Everyone here makes valid points.

Yes, it's true that I am more of a risk-taker than DH. He is 'spendy' in his own way, he just prioritises different things. He wants higher end stuff for the house than I do. Whereas I think it would be fine to have more basic/mid-range stuff and have more money for nice experiences.

Just to clarify that the increase in hours at work for DH and I are in progress with our present jobs (not subject to securing new jobs) and the local childcare providers I've shortlisted for DS are able to provide the funded hours. I also receive provision from my employer for childcare costs.

Not saying all that justifies my desire for a holiday but our financial situation is perhaps not quite as precarious as it seems. Though granted, currently there is very little in the pot.

OP posts:
justponderinglife · 13/06/2019 10:58

I'm going to set up a holiday fund now! :)

OP posts:
BarbaraofSevillle · 13/06/2019 11:06

Basic/mid range household stuff is absolutely fine. There's some lovely stuff in Ikea, Dunelm, Wilkisons and supermarkets. Expensive versions often don't look any more durable or 'nicer' so feel like a waste of money to be honest.

Definitely go on holiday as much as you possibly can while you can go in term time and it's not as expensive.

I'd be looking at a last minute break sometime within the next month if you can get time off work, or in September or October this year if that's easier.

Smokesandeats · 13/06/2019 11:19

Instead of a holiday abroad, how about going away for a night or two in the UK? Your DS won’t care if the sand on the beach is in Bournemouth or Benidorm and it would be cheaper.

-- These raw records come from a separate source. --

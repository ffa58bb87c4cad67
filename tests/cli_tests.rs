// SPDX-FileCopyrightText: 2025 RAprogramm
// SPDX-License-Identifier: MIT

use clap::Parser;
use sql_advisor::{
    app::{convert_dialect, convert_format},
    cli::{Cli, Commands, Dialect, Format, Input},
    output::OutputFormat,
    query::SqlDialect
};

#[test]
fn test_parse_advise_defaults() {
    let cli = Cli::try_parse_from(["sql-advisor", "advise", "--sql", "select 1"]).unwrap();
    assert!(cli.config.is_none());
    match cli.command {
        Commands::Advise {
            sql,
            queries,
            input,
            schema,
            ignore,
            dialect,
            output_format,
            no_color,
            parallel
        } => {
            assert_eq!(sql.as_deref(), Some("select 1"));
            assert!(queries.is_none());
            assert_eq!(input, Input::Sql);
            assert_eq!(schema, "");
            assert!(ignore.is_empty());
            assert!(dialect.is_none());
            assert_eq!(output_format, Format::Text);
            assert!(!no_color);
            assert!(!parallel);
        }
        Commands::Rules {
            ..
        } => panic!("expected advise")
    }
}

#[test]
fn test_parse_advise_options() {
    let cli = Cli::try_parse_from([
        "sql-advisor",
        "advise",
        "-q",
        "-",
        "--input",
        "jsonl",
        "--ignore",
        "COL.001",
        "--ignore",
        "ALI.*",
        "--dialect",
        "postgresql",
        "-f",
        "json",
        "--config",
        "custom.toml"
    ])
    .unwrap();
    assert_eq!(cli.config.as_deref(), Some(std::path::Path::new("custom.toml")));
    match cli.command {
        Commands::Advise {
            queries,
            input,
            ignore,
            dialect,
            output_format,
            ..
        } => {
            assert_eq!(queries.as_deref(), Some(std::path::Path::new("-")));
            assert_eq!(input, Input::Jsonl);
            assert_eq!(ignore, vec!["COL.001", "ALI.*"]);
            assert_eq!(dialect, Some(Dialect::Postgresql));
            assert_eq!(output_format, Format::Json);
        }
        Commands::Rules {
            ..
        } => panic!("expected advise")
    }
}

#[test]
fn test_sql_conflicts_with_queries() {
    let result = Cli::try_parse_from([
        "sql-advisor",
        "advise",
        "--sql",
        "select 1",
        "-q",
        "file.sql"
    ]);
    assert!(result.is_err());
}

#[test]
fn test_parse_rules() {
    let cli = Cli::try_parse_from(["sql-advisor", "rules", "-f", "yaml", "--no-color"]).unwrap();
    match cli.command {
        Commands::Rules {
            output_format,
            no_color
        } => {
            assert_eq!(output_format, Format::Yaml);
            assert!(no_color);
        }
        Commands::Advise {
            ..
        } => panic!("expected rules")
    }
}

#[test]
fn test_unknown_format_rejected() {
    assert!(Cli::try_parse_from(["sql-advisor", "rules", "-f", "sarif"]).is_err());
}

#[test]
fn test_convert_dialect() {
    assert_eq!(convert_dialect(Dialect::Generic), SqlDialect::Generic);
    assert_eq!(convert_dialect(Dialect::Mysql), SqlDialect::MySQL);
    assert_eq!(convert_dialect(Dialect::Postgresql), SqlDialect::PostgreSQL);
    assert_eq!(convert_dialect(Dialect::Sqlite), SqlDialect::SQLite);
}

#[test]
fn test_convert_format() {
    assert_eq!(convert_format(Format::Text), OutputFormat::Text);
    assert_eq!(convert_format(Format::Json), OutputFormat::Json);
    assert_eq!(convert_format(Format::Yaml), OutputFormat::Yaml);
}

lovemeorleaveme · 13/06/2019 11:20

We've got old sofas, old kitchen, old boiler, things that are falling apart but we have a break every year, sometimes just camping. It's our priority. I want our kids to remember experiences and treasured memories from holidays. When the kids have flown the nest then we can have a nice home.

justponderinglife · 13/06/2019 11:32

Yes, this is also my view on things...of course it would be good to have nice stuff, but to me they're not as important as experiences and memories I think! We bought some nice items for the house, but they're already a bit wrecked because we're clumsy and our DS is, well, a toddler. But DH has expensive taste...

Sigh, I know, I know, we want it all! Anyway, in terms of the future holiday - I'd be over the moon with a short Centre Parcs break but it doesn't seem to be great value for money compared to a package holiday.

OP posts:
BarbaraofSevillle · 13/06/2019 11:40

But why should your DH get his own way all the time?

Seeing as you don't have passports, a Center Parcs break in term time would be a good compromise. You could go to your nearest one and take lots of easy to prepare food so you still get a break, but don't have to eat out all the time.

If you don't spend too much on extra activities and just use the pool, nature walks, playground etc, it shouldn't cost that much. If you look in the autumn breaks section under special offers, you can go Monday to Friday for about £400.

lovemeorleaveme · 13/06/2019 12:24

For a cheap holiday/break look at Premier inn's we've had several breaks very cheap. I have got £29 a night for family rooms. We are staying near London(outskirts) for £45 a family room in August. Camping, once you get equipment is very cheap. We've done one abroad holiday, a Eurocamp one. £300 accomodation £300 flights to Italy. £600 is the most expensive holiday we've ever been to. Had a caravan holiday in SW for £300 for week in Aug. Breaks don't have to be expensive.